Just been in there trying the engine cleaner and the screen wash, also got some anti rust spray.

Still no joy with the glass sealant kits though, so anybody kind enough that has them in there local store could grab me a few and post them i'll cover all the costs, just really want to try it.

Paul


----------



## grant_evans (Mar 2, 2008)

Race Valeting said:


> Just been in there trying the engine cleaner and the screen wash, also got some anti rust spray.
> 
> Still no joy with the glass sealant kits though, so anybody kind enough that has them in there local store could grab me a few and post them i'll cover all the costs, just really want to try it.
> 
> Paul


ive had no luck getting these either, gonna go to a store a little further away later on and try to get some. if i find some i will pick up several extras, as im sure a few people on here are in the same boat.


----------



## Gandi (Dec 18, 2007)

My local store had some of teh sealant kits in the other week, got one and tried it, and im quite impressed, and by all account the alloy wheel cleaning mits are very handy


----------



## RandomlySet (Jul 10, 2007)

ice scraper kit and extendable wheel wrench may also be worth a look


----------



## efunc (May 22, 2007)

Any word on the Wheel Rim Cleaner then? is this safe to use, or am i better off with an acid-free cleaner like billbery?


----------



## ajc347 (Feb 4, 2009)

efunc said:


> Any word on the Wheel Rim Cleaner then? is this safe to use, or am i better off with an acid-free cleaner like billbery?
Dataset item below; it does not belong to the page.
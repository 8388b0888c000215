//! Utility helpers: glam math extensions and logging timers.

pub mod logging;
pub mod math;

pub use math::*;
I checked it out earlier today.

It says do not leave more than 2 mins on wheels and limomene (orange oil) appears to be one of the active ingredients.

I'm presuming that this would imply that it's acidic-based (I'm no chemist btw), so I'm leaving well alone, just in case.


----------



## SteveOC (May 26, 2007)

Visited 3 of my local stores recently and all had run the car stock (mainly W5 stuff) down to nearly nothing. None of them had the car bombs or the glass sealant kits, or most other stuff. Only one had bird dropping wipes and some screen wash.
I am going to see if they have restocked the everyday stuff along with all the other special offer car stuff in today.

Steve O.


----------



## withoutabix (May 28, 2008)

Tried those W5 wet wheel mitts out today and wasn't overly impressed, the alloy only had light brake dust on it but the mitt kinda just turned it into a paste that you end up spreading over the rest of the alloy so gave up and had to give it a proper wash, they also feel slightly course so that put me off from the start, might be useful under the engine bay perhaps.


----------



## kenny wilson (Oct 28, 2008)

Was down there earlier, got a bunch of stuff from the W5 range. They also had a trolley jack, torque wrench, extendable wheel brace and loadsa other stuff..........motorbike helmets:doublesho
oh, yeah! and some nice cheap emmental :thumb:


----------



## BJM (Oct 30, 2005)

Their best deal at the moment is 45 Finish Powerball dishwasher tabkets for £3!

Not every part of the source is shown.